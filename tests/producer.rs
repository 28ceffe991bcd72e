use common::{Produced, RecordingProducer, generate_random_string, mock_cluster, mock_config, wait};
use rdkafka2_shim::{
    ErrorCode, KafkaError, LogLevel, SyslogLevel, Timeout,
    client::{ClientContext, ThrottleEvent},
    codec::{BoxError, StringSerializer, serializer_fn},
    message::{DeliveryResult, OwnedHeaders, PARTITION_UA},
    mock::{MockCluster, MockProducer},
    producer::{Producer, ProducerContext, Record},
};
use rstest::{fixture, rstest};
use std::{
    sync::{
        Arc, Mutex,
        atomic::{AtomicUsize, Ordering},
        mpsc,
    },
    thread,
    time::Duration,
};

pub mod common;

#[fixture]
fn topic_name() -> String {
    generate_random_string(10)
}

#[fixture]
fn cluster() -> MockCluster {
    mock_cluster()
}

fn decimal<T: ToString + Send + Sync>() -> impl rdkafka2_shim::codec::Serializer<T> {
    serializer_fn(|_, v: Option<&T>| Ok(v.map(|v| v.to_string().into_bytes())))
}

fn mock_producer<K, V>(cluster: &MockCluster) -> Producer<K, V, MockProducer> {
    Producer::builder()
        .config(mock_config(cluster).iter())
        .try_build()
        .expect("producer to be built")
}

#[rstest]
fn value_serializer_output_is_enqueued(topic_name: String) {
    let producer = Producer::<String, i64, ()>::builder()
        .value_serializer(decimal::<i64>())
        .build_with(RecordingProducer::default());

    producer
        .produce(Record::builder().topic(&topic_name).value(&42).build())
        .expect("record to be enqueued");

    assert_eq!(
        producer.native().produced(),
        vec![Produced {
            topic: topic_name,
            partition: PARTITION_UA,
            key: None,
            payload: Some(b"42".to_vec()),
        }]
    );
}

#[rstest]
fn call_scoped_serializer_shadows_instance_one(topic_name: String) {
    let producer = Producer::<String, String, ()>::builder()
        .key_serializer(StringSerializer)
        .value_serializer(StringSerializer)
        .build_with(RecordingProducer::default());
    let shout = serializer_fn(|_, v: Option<&String>| {
        Ok(v.map(|v| v.to_uppercase().into_bytes()))
    });
    let (key, value) = ("k".to_string(), "v".to_string());

    producer
        .produce(
            Record::builder()
                .topic(&topic_name)
                .key(&key)
                .value(&value)
                .value_serializer(&shout)
                .build(),
        )
        .expect("record to be enqueued");
    producer
        .produce(Record::builder().topic(&topic_name).key(&key).value(&value).build())
        .expect("record to be enqueued");

    let payloads: Vec<_> = producer
        .native()
        .produced()
        .into_iter()
        .map(|p| (p.key, p.payload))
        .collect();
    assert_eq!(
        payloads,
        vec![
            (Some(b"k".to_vec()), Some(b"V".to_vec())),
            (Some(b"k".to_vec()), Some(b"v".to_vec())),
        ]
    );
}

#[rstest]
fn hooks_run_for_null_slots(topic_name: String) {
    let seen = Arc::new(Mutex::new(Vec::new()));
    let recorder = {
        let seen = seen.clone();
        serializer_fn(move |topic: &str, v: Option<&String>| {
            seen.lock().unwrap().push((topic.to_string(), v.cloned()));
            Ok(Some(b"placeholder".to_vec()))
        })
    };
    let producer = Producer::<String, String, ()>::builder()
        .key_serializer(recorder)
        .build_with(RecordingProducer::default());

    producer
        .produce(Record::builder().topic(&topic_name).build())
        .expect("record to be enqueued");

    assert_eq!(*seen.lock().unwrap(), vec![(topic_name, None)]);
    let produced = producer.native().produced();
    assert_eq!(produced[0].key, Some(b"placeholder".to_vec()));
    assert_eq!(produced[0].payload, None);
}

#[rstest]
fn serializer_errors_are_not_enqueued(topic_name: String) {
    let failing = serializer_fn(|_, _: Option<&String>| Err(BoxError::from("unsupported key")));
    let producer = Producer::<String, i32, ()>::builder()
        .key_serializer(failing)
        .build_with(RecordingProducer::default());
    let key = "k".to_string();

    let err = producer
        .produce(Record::builder().topic(&topic_name).key(&key).value(&1).build())
        .expect_err("key serializer to fail");
    assert!(matches!(err, KafkaError::KeySerialization(_)), "{err}");
    assert!(err.to_string().contains("unsupported key"));

    // no value serializer and no wire form for i32
    let producer = Producer::<String, i32, ()>::builder().build_with(RecordingProducer::default());
    let err = producer
        .produce(Record::builder().topic(&topic_name).value(&1).build())
        .expect_err("i32 values need a serializer");
    assert!(matches!(err, KafkaError::ValueSerialization(_)), "{err}");
    assert!(producer.native().produced().is_empty());
}

#[rstest]
#[case::empty_topic("", -1)]
#[case::negative_partition("events", -2)]
fn invalid_destinations_reach_no_serializer(#[case] topic: &str, #[case] partition: i32) {
    let calls = Arc::new(AtomicUsize::new(0));
    let counted = {
        let calls = calls.clone();
        serializer_fn(move |_, v: Option<&String>| {
            calls.fetch_add(1, Ordering::SeqCst);
            Ok(v.map(|v| v.clone().into_bytes()))
        })
    };
    let producer = Producer::<String, String, ()>::builder()
        .value_serializer(counted)
        .build_with(RecordingProducer::default());
    let value = "v".to_string();

    let err = producer
        .produce(Record::builder().topic(topic).partition(partition).value(&value).build())
        .expect_err("destination to be rejected");
    assert!(matches!(err, KafkaError::InvalidArgument(_)), "{err}");
    assert_eq!(calls.load(Ordering::SeqCst), 0);
    assert!(producer.native().produced().is_empty());
}

#[rstest]
#[case::on_delivery(true, false)]
#[case::callback(false, true)]
#[case::both(true, true)]
fn callback_aliases(topic_name: String, #[case] on_delivery: bool, #[case] callback: bool) {
    let producer = Producer::<String, String, ()>::builder().build_with(RecordingProducer::default());
    let calls = Arc::new(Mutex::new(Vec::new()));
    let named = |name: &'static str| -> rdkafka2_shim::message::DeliveryCallback {
        let calls = calls.clone();
        Box::new(move |_: DeliveryResult| calls.lock().unwrap().push(name))
    };

    let value = "v".to_string();
    let record = match (on_delivery, callback) {
        (true, false) => Record::builder()
            .topic(&topic_name)
            .value(&value)
            .on_delivery(named("on_delivery"))
            .build(),
        (false, true) => Record::builder()
            .topic(&topic_name)
            .value(&value)
            .callback(named("callback"))
            .build(),
        _ => Record::builder()
            .topic(&topic_name)
            .value(&value)
            .on_delivery(named("on_delivery"))
            .callback(named("callback"))
            .build(),
    };
    producer.produce(record).expect("record to be enqueued");
    assert!(calls.lock().unwrap().is_empty());

    producer.flush(wait()).expect("flush to succeed");
    let expected = if on_delivery { "on_delivery" } else { "callback" };
    assert_eq!(*calls.lock().unwrap(), vec![expected]);
}

#[rstest]
fn reports_are_served_on_the_polling_thread(cluster: MockCluster, topic_name: String) {
    cluster.create_topic(&topic_name, 1).expect("topic to be created");
    let producer = mock_producer::<String, String>(&cluster);
    let (tx, rx) = mpsc::channel();
    let value = "v".to_string();

    producer
        .produce(
            Record::builder()
                .topic(&topic_name)
                .value(&value)
                .on_delivery(Box::new(move |result: DeliveryResult| {
                    tx.send((thread::current().id(), result.is_ok())).unwrap();
                }))
                .build(),
        )
        .expect("record to be enqueued");

    thread::sleep(Duration::from_millis(50));
    assert!(rx.try_recv().is_err(), "callback ran before poll");
    assert_eq!(producer.len(), 1);

    assert!(producer.poll(wait()).expect("poll to succeed") >= 1);
    assert_eq!(rx.try_recv(), Ok((thread::current().id(), true)));
    assert!(producer.is_empty());
}

#[rstest]
fn full_outbound_queue(cluster: MockCluster, topic_name: String) {
    let producer: Producer<String, String, MockProducer> = Producer::builder()
        .config(mock_config(&cluster).iter())
        .config([("queue.buffering.max.messages", "2")])
        .try_build()
        .expect("producer to be built");
    let value = "v".to_string();
    let record = || Record::builder().topic(&topic_name).value(&value).build();

    producer.produce(record()).expect("first record");
    producer.produce(record()).expect("second record");
    assert!(matches!(
        producer.produce(record()),
        Err(KafkaError::MessageProduction(ErrorCode::QueueFull))
    ));

    producer.flush(wait()).expect("flush to succeed");
    producer.produce(record()).expect("room again after flush");
    producer.flush(wait()).expect("flush to succeed");
    assert_eq!(cluster.records(&topic_name).len(), 3);
}

#[rstest]
fn explicit_partition_and_headers(cluster: MockCluster, topic_name: String) {
    cluster.create_topic(&topic_name, 4).expect("topic to be created");
    let producer = mock_producer::<String, String>(&cluster);
    let (key, value) = ("k".to_string(), "v".to_string());
    let reports = Arc::new(Mutex::new(Vec::new()));

    for partition in [2, 7] {
        let reports = reports.clone();
        producer
            .produce(
                Record::builder()
                    .topic(&topic_name)
                    .key(&key)
                    .value(&value)
                    .partition(partition)
                    .timestamp(1_000)
                    .headers(OwnedHeaders::new().insert("trace", Some("abc")))
                    .on_delivery(Box::new(move |result: DeliveryResult| {
                        let summary = result
                            .map(|m| (m.partition(), m.offset()))
                            .map_err(|(err, _)| err.rdkafka_error_code());
                        reports.lock().unwrap().push(summary);
                    }))
                    .build(),
            )
            .expect("record to be enqueued");
    }
    producer.flush(wait()).expect("flush to succeed");

    assert_eq!(
        *reports.lock().unwrap(),
        vec![Ok((2, 0)), Err(Some(ErrorCode::UnknownPartition))]
    );
    let stored = cluster.records(&topic_name);
    assert_eq!(stored.len(), 1);
    assert_eq!(stored[0].timestamp().to_millis(), Some(1_000));
    assert_eq!(
        stored[0]
            .headers()
            .and_then(|h| h.get_last("trace"))
            .and_then(|h| h.value.clone()),
        Some(b"abc".to_vec())
    );
}

#[derive(Default)]
struct RecordingContext {
    failures: Mutex<Vec<ErrorCode>>,
    stats: Mutex<Vec<serde_json::Value>>,
    logs: Mutex<Vec<String>>,
    errors: AtomicUsize,
    throttles: Mutex<Vec<Duration>>,
}

impl ClientContext for RecordingContext {
    fn log_level(&self) -> LogLevel {
        LogLevel::Debug
    }

    fn log(&self, _: SyslogLevel, fac: &str, _: &str) {
        self.logs.lock().unwrap().push(fac.to_string());
    }

    fn error(&self, _: KafkaError, _: &str) {
        self.errors.fetch_add(1, Ordering::SeqCst);
    }

    fn stats(&self, json: String) {
        let value = serde_json::from_str(&json).expect("stats to be JSON");
        self.stats.lock().unwrap().push(value);
    }

    fn throttle(&self, event: ThrottleEvent) {
        self.throttles.lock().unwrap().push(event.throttle_time);
    }
}

impl ProducerContext for RecordingContext {
    fn delivery(&self, result: DeliveryResult) {
        if let Err((err, _)) = result {
            self.failures
                .lock()
                .unwrap()
                .extend(err.rdkafka_error_code());
        }
    }
}

#[rstest]
fn context_receives_reports_and_client_events(cluster: MockCluster, topic_name: String) {
    let context = Arc::new(RecordingContext::default());
    let producer: Producer<String, String, MockProducer<Arc<RecordingContext>>> =
        Producer::builder()
            .config(mock_config(&cluster).iter())
            .config([("statistics.interval.ms", "10")])
            .context(context.clone())
            .try_build()
            .expect("producer to be built");
    let value = "v".to_string();

    cluster.inject_error(&topic_name, ErrorCode::BrokerTransportFailure);
    cluster.set_throttle(Some(Duration::from_millis(100)));
    for _ in 0..2 {
        producer
            .produce(Record::builder().topic(&topic_name).value(&value).build())
            .expect("record to be enqueued");
    }
    producer.flush(wait()).expect("flush to succeed");
    thread::sleep(Duration::from_millis(30));
    producer.poll(Timeout::NonBlock).expect("poll to succeed");

    assert_eq!(
        *context.failures.lock().unwrap(),
        vec![ErrorCode::BrokerTransportFailure]
    );
    assert_eq!(context.errors.load(Ordering::SeqCst), 1);
    let logs = context.logs.lock().unwrap();
    assert!(logs.iter().any(|fac| fac == "TOPIC"), "{logs:?}");
    assert!(logs.iter().any(|fac| fac == "DELIVERY"), "{logs:?}");
    assert_eq!(
        *context.throttles.lock().unwrap(),
        vec![Duration::from_millis(100); 2]
    );
    let stats = context.stats.lock().unwrap();
    assert!(!stats.is_empty());
    assert_eq!(stats[0]["type"], "producer");
    assert_eq!(stats[0]["name"], "shim-tests");
}

#[rstest]
#[tokio::test]
async fn send_resolves_once_the_report_is_served(cluster: MockCluster, topic_name: String) {
    let producer = mock_producer::<String, String>(&cluster);
    let (key, value) = ("k".to_string(), "v".to_string());

    let delivery = producer
        .send(Record::builder().topic(&topic_name).key(&key).value(&value).build())
        .expect("record to be enqueued");
    producer.flush(wait()).expect("flush to succeed");

    let msg = delivery
        .await
        .expect("report not to be dropped")
        .expect("message to be delivered");
    assert_eq!(msg.topic(), topic_name);
    assert_eq!(msg.key_bytes(), Some(b"k".as_slice()));
    assert_eq!(msg.payload(), Some(b"v".as_slice()));
}

#[rstest]
#[tokio::test]
async fn send_still_runs_the_record_callback(topic_name: String) {
    let producer = Producer::<String, String, ()>::builder().build_with(RecordingProducer::default());
    let calls = Arc::new(AtomicUsize::new(0));
    let value = "v".to_string();

    let delivery = {
        let calls = calls.clone();
        producer
            .send(
                Record::builder()
                    .topic(&topic_name)
                    .value(&value)
                    .callback(Box::new(move |_: DeliveryResult| {
                        calls.fetch_add(1, Ordering::SeqCst);
                    }))
                    .build(),
            )
            .expect("record to be enqueued")
    };
    producer.poll(Timeout::NonBlock).expect("poll to succeed");

    assert!(delivery.await.expect("report").is_ok());
    assert_eq!(calls.load(Ordering::SeqCst), 1);
}

#[rstest]
fn closed_producer(cluster: MockCluster, topic_name: String) {
    let mut producer = mock_producer::<String, String>(&cluster);
    let value = "v".to_string();

    producer.close().expect("close to succeed");
    assert!(producer.is_empty());
    assert!(matches!(
        producer.produce(Record::builder().topic(&topic_name).value(&value).build()),
        Err(KafkaError::ClientClosed)
    ));
    assert!(matches!(producer.poll(Timeout::NonBlock), Err(KafkaError::ClientClosed)));
    assert!(matches!(producer.flush(Timeout::NonBlock), Err(KafkaError::ClientClosed)));
    assert!(matches!(producer.close(), Err(KafkaError::ClientClosed)));
}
++++++
▸ **WHAT YOU SHOULD DO**: For the word "NonBlock", how many lines in the records above contain it? Answer with the number and nothing else.

▸ **EXPECTED ANSWER**: 4